В Свято-Успенский собор обители как-то раз зашёл высокий мужчина лет шестидесяти, скорее всего местный — достаточно крепкого телосложения. Про таких деревенских жителей обычно говорят: кровь с молоком. Его возбуждённый взгляд и мечущиеся маленькие глазки свидетельствовали о неких отклонениях души: она чего-то искала, куда-то рвалась.

Взрослый на вид, а в движениях — как дитя. Одет в коротковатые трикотажные брюки василькового цвета от спортивного костюма «Динамо» с отвисшими коленями. В брюки заправлена приталенная бежевая рубашка в стиле «Диско» — отголосок забытой мужской моды начала 1970-х — с пышными цветами на груди и с массивным, заострённым на концах воротником. Вся одежда, по-видимому, досталась ему за чьей-то ненадобностью.

В расстёгнутых сандалиях на босу ногу он спешил к свечному ящику, держа в левой руке скомканную, засаленную от жирных волос кепку несуществующего в природе цвета. Его русые волосы на голове застыли, как полёгшие в поле стебли пшеницы после сильного и порывистого ветра с дождём. Они были странно примяты и местами беспорядочно торчали в разные стороны.

Когда мужчина приблизился к отцу Митрофану, застыл на минуту, как вкопанный, и произнёс странную речь:

— О!.. Митрофан! Ты мне, это… мыло дай. Дай мне мыло! Меня зовут в баню, а мыла нет. Давай скорее, автобус ждёт!

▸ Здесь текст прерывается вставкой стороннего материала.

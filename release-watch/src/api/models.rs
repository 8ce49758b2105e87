//! API request and response types.

use chrono::{DateTime, Utc};
use serde::{Deserialize, Serialize};

use crate::database::models::VersionDbModel;
use crate::domain::{SourceKind, TrackedItem};

/// Default number of entries returned by `/api/versions/latest`.
pub const DEFAULT_LATEST_LIMIT: u32 = 5;
pub const MAX_LATEST_LIMIT: u32 = 100;

/// Body of watch-list add and remove requests.
#[derive(Debug, Clone, Serialize, Deserialize)]
pub struct WatchRequest {
    pub identifier: String,
}

#[derive(Debug, Clone, PartialEq, Eq, Serialize, Deserialize)]
pub struct WatchedItemResponse {
    pub kind: SourceKind,
    pub identifier: String,
}

impl From<TrackedItem> for WatchedItemResponse {
    fn from(item: TrackedItem) -> Self {
        Self {
            kind: item.source_kind,
            identifier: item.identifier,
        }
    }
}

#[derive(Debug, Clone, Serialize, Deserialize)]
pub struct WatchListResponse {
    pub items: Vec<WatchedItemResponse>,
    pub total: usize,
}

impl From<Vec<TrackedItem>> for WatchListResponse {
    fn from(items: Vec<TrackedItem>) -> Self {
        let items: Vec<WatchedItemResponse> = items.into_iter().map(Into::into).collect();
        Self {
            total: items.len(),
            items,
        }
    }
}

#[derive(Debug, Clone, Default, Deserialize)]
pub struct LatestVersionsQuery {
    pub limit: Option<u32>,
}

impl LatestVersionsQuery {
    pub fn effective_limit(&self) -> u32 {
        self.limit
            .unwrap_or(DEFAULT_LATEST_LIMIT)
            .clamp(1, MAX_LATEST_LIMIT)
    }
}

/// A stored version, as listed by `/api/versions/latest`.
#[derive(Debug, Clone, Serialize, Deserialize)]
pub struct VersionResponse {
    pub kind: String,
    pub identifier: String,
    pub version_marker: String,
    #[serde(skip_serializing_if = "String::is_empty", default)]
    pub changelog: String,
    pub updated_at: DateTime<Utc>,
}

impl From<VersionDbModel> for VersionResponse {
    fn from(row: VersionDbModel) -> Self {
        let updated_at = row.updated_at();
        Self {
            kind: row.source_kind,
            identifier: row.identifier,
            version_marker: row.version_marker,
            changelog: row.changelog,
            updated_at,
        }
    }
}

#[derive(Debug, Clone, Serialize, Deserialize)]
pub struct ComponentHealth {
    pub name: String,
    pub status: String,
    #[serde(skip_serializing_if = "Option::is_none")]
    pub message: Option<String>,
}

#[derive(Debug, Clone, Serialize, Deserialize)]
pub struct HealthResponse {
    pub status: String,
    pub version: String,
    pub uptime_secs: u64,
    pub components: Vec<ComponentHealth>,
}
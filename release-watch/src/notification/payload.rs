//! Channel payloads and delivery errors.

use reqwest::header::{HeaderMap, HeaderName, HeaderValue};
use reqwest::{RequestBuilder, StatusCode};
use thiserror::Error;
use tracing::warn;

/// Upper bound on the response body kept in a [`SendError`].
const MAX_ERROR_BODY_CHARS: usize = 512;

/// A formatted notification, ready to be sent to one channel.
#[derive(Debug, Clone, PartialEq)]
pub struct ChannelPayload {
    /// Extra request headers (credentials are added by the sender).
    pub headers: Vec<(String, String)>,
    pub body: PayloadBody,
}

#[derive(Debug, Clone, PartialEq)]
pub enum PayloadBody {
    /// Plain-text request body.
    Text(String),
    /// JSON request body.
    Json(serde_json::Value),
}

impl ChannelPayload {
    pub fn text(body: impl Into<String>) -> Self {
        Self {
            headers: Vec::new(),
            body: PayloadBody::Text(body.into()),
        }
    }

    pub fn json(body: serde_json::Value) -> Self {
        Self {
            headers: Vec::new(),
            body: PayloadBody::Json(body),
        }
    }

    pub fn with_header(mut self, name: impl Into<String>, value: impl Into<String>) -> Self {
        self.headers.push((name.into(), value.into()));
        self
    }

    pub fn header(&self, name: &str) -> Option<&str> {
        self.headers
            .iter()
            .find(|(n, _)| n.eq_ignore_ascii_case(name))
            .map(|(_, v)| v.as_str())
    }

    /// Build the request headers, skipping any that are not valid HTTP.
    pub fn header_map(&self) -> HeaderMap {
        let mut headers = HeaderMap::new();
        for (name, value) in &self.headers {
            match (
                name.parse::<HeaderName>(),
                HeaderValue::from_str(value),
            ) {
                (Ok(name), Ok(value)) => {
                    headers.insert(name, value);
                }
                _ => warn!(header = %name, "Skipping invalid notification header"),
            }
        }
        headers
    }

    fn apply(&self, request: RequestBuilder) -> RequestBuilder {
        let request = request.headers(self.header_map());
        match &self.body {
            PayloadBody::Text(text) => request
                .header(reqwest::header::CONTENT_TYPE, "text/plain; charset=utf-8")
                .body(text.clone()),
            PayloadBody::Json(value) => request.json(value),
        }
    }
}

/// Failure to deliver one payload to one channel.
#[derive(Debug, Clone, PartialEq, Eq, Error)]
pub enum SendError {
    #[error("{channel} returned {status}: {body}")]
    Status {
        channel: &'static str,
        status: u16,
        body: String,
    },

    #[error("{channel} request failed: {message}")]
    Transport {
        channel: &'static str,
        message: String,
    },
}

impl SendError {
    pub fn status(&self) -> Option<u16> {
        match self {
            Self::Status { status, .. } => Some(*status),
            Self::Transport { .. } => None,
        }
    }

    pub fn channel(&self) -> &'static str {
        match self {
            Self::Status { channel, .. } | Self::Transport { channel, .. } => channel,
        }
    }
}

/// Send `payload` with `request` and judge the response with `accepts`.
///
/// Exactly one request is made; nothing is retried.
pub async fn deliver(
    channel: &'static str,
    request: RequestBuilder,
    payload: &ChannelPayload,
    accepts: impl Fn(StatusCode) -> bool,
) -> Result<(), SendError> {
    let response = payload
        .apply(request)
        .send()
        .await
        .map_err(|e| SendError::Transport {
            channel,
            message: e.to_string(),
        })?;

    let status = response.status();
    if accepts(status) {
        return Ok(());
    }

    let body = response.text().await.unwrap_or_default();
    let body: String = body.chars().take(MAX_ERROR_BODY_CHARS).collect();
    Err(SendError::Status {
        channel,
        status: status.as_u16(),
        body,
    })
}

#[cfg(test)]
mod tests {
    use super::*;

    #[test]
    fn test_header_lookup_is_case_insensitive() {
        let payload = ChannelPayload::text("hi").with_header("Title", "New version");
        assert_eq!(payload.header("title"), Some("New version"));
        assert_eq!(payload.header("Priority"), None);
    }

    #[test]
    fn test_invalid_headers_are_skipped() {
        let payload = ChannelPayload::text("hi")
            .with_header("Title", "ok")
            .with_header("Bad Header", "x")
            .with_header("Broken", "line\nbreak");
        let headers = payload.header_map();
        assert_eq!(headers.len(), 1);
        assert!(headers.contains_key("title"));
    }

    #[test]
    fn test_send_error_accessors() {
        let err = SendError::Status {
            channel: "discord",
            status: 400,
            body: "bad".to_string(),
        };
        assert_eq!(err.status(), Some(400));
        assert_eq!(err.channel(), "discord");
        assert_eq!(err.to_string(), "discord returned 400: bad");

        let err = SendError::Transport {
            channel: "slack",
            message: "connection refused".to_string(),
        };
        assert_eq!(err.status(), None);
    }
}
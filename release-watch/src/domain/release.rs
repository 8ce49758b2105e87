//! Release snapshots and events.

use chrono::{DateTime, Utc};
use serde::{Deserialize, Serialize};

use super::{SourceKind, TrackedItem};

/// Rendered in place of a missing publication date.
pub const UNKNOWN_PUBLISHED_AT: &str = "unknown";

/// The fetched state of a tracked item as of one polling cycle.
#[derive(Debug, Clone, PartialEq, Eq, Serialize, Deserialize)]
pub struct ReleaseSnapshot {
    pub item: TrackedItem,
    /// Tag name for repositories, content digest for images.
    pub version_marker: String,
    pub display_name: String,
    pub url: String,
    pub published_at: Option<DateTime<Utc>>,
    /// Only populated for source repositories.
    pub changelog: Option<String>,
}

impl ReleaseSnapshot {
    pub fn new(
        item: TrackedItem,
        version_marker: impl Into<String>,
        url: impl Into<String>,
    ) -> Self {
        let display_name = item.short_name().to_string();
        Self {
            item,
            version_marker: version_marker.into(),
            display_name,
            url: url.into(),
            published_at: None,
            changelog: None,
        }
    }

    pub fn with_display_name(mut self, display_name: impl Into<String>) -> Self {
        self.display_name = display_name.into();
        self
    }

    pub fn with_published_at(mut self, published_at: DateTime<Utc>) -> Self {
        self.published_at = Some(published_at);
        self
    }

    pub fn with_changelog(mut self, changelog: impl Into<String>) -> Self {
        self.changelog = Some(changelog.into());
        self
    }

    pub fn source_kind(&self) -> SourceKind {
        self.item.source_kind
    }

    /// Changelog text to persist; always empty for container images.
    pub fn stored_changelog(&self) -> &str {
        match self.item.source_kind {
            SourceKind::SourceRepository => self.changelog.as_deref().unwrap_or(""),
            SourceKind::ContainerImage => "",
        }
    }

    /// Publication date as shown to users, e.g. `2025-01-31 12:00:00`.
    pub fn published_at_display(&self) -> String {
        self.published_at
            .map(|dt| dt.format("%Y-%m-%d %H:%M:%S").to_string())
            .unwrap_or_else(|| UNKNOWN_PUBLISHED_AT.to_string())
    }
}

/// A snapshot that is new since the last dispatch for its item.
///
/// Only the change detector creates these, after the new version has been
/// persisted.
#[derive(Debug, Clone, PartialEq, Eq, Serialize)]
#[serde(transparent)]
pub struct ReleaseEvent(ReleaseSnapshot);

impl ReleaseEvent {
    pub(crate) fn from_snapshot(snapshot: ReleaseSnapshot) -> Self {
        Self(snapshot)
    }

    pub fn snapshot(&self) -> &ReleaseSnapshot {
        &self.0
    }

    pub fn into_snapshot(self) -> ReleaseSnapshot {
        self.0
    }
}

impl std::ops::Deref for ReleaseEvent {
    type Target = ReleaseSnapshot;

    fn deref(&self) -> &Self::Target {
        &self.0
    }
}

#[cfg(test)]
mod tests {
    use super::*;
    use chrono::TimeZone;

    #[test]
    fn test_published_at_display() {
        let snapshot = ReleaseSnapshot::new(
            TrackedItem::github("acme/app"),
            "v1.0.0",
            "https://github.com/acme/app/releases/tag/v1.0.0",
        );
        assert_eq!(snapshot.published_at_display(), UNKNOWN_PUBLISHED_AT);

        let snapshot =
            snapshot.with_published_at(Utc.with_ymd_and_hms(2025, 1, 31, 12, 30, 0).unwrap());
        assert_eq!(snapshot.published_at_display(), "2025-01-31 12:30:00");
    }

    #[test]
    fn test_stored_changelog_ignores_images() {
        let image = ReleaseSnapshot::new(
            TrackedItem::docker("library/nginx"),
            "sha256:abc",
            "https://hub.docker.com/_/nginx",
        )
        .with_changelog("should not be stored");
        assert_eq!(image.stored_changelog(), "");

        let repo = ReleaseSnapshot::new(TrackedItem::github("acme/app"), "v1", "u")
            .with_changelog("initial");
        assert_eq!(repo.stored_changelog(), "initial");
        assert_eq!(repo.display_name, "app");
    }
}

Отец Митрофан улыбнулся и медленно нагнулся — достал из-под стола и выложил на стол кусочек мыла. Откуда взялось мыло в свечном ящике ещё догадаться можно было. Руки помыть или ещё для какой-нибудь нужды.

Объясняя своё требование, мужчина интенсивно махал руками, как на пожаре, но внезапно остановился. Почесал кепкой спину и продолжил:

— А!.. Митрофан! Ещё же мочалка нужна в бане! Дай мне мочалку!

Здесь стоит напомнить, что диалог происходил в храме. Откуда появилась мочалка в руках отца Митрофана — догадаться было уже невозможно. К тому же батюшка улыбался ещё сильнее и был очень рад, словно к нему приехал издалека близкий родственник.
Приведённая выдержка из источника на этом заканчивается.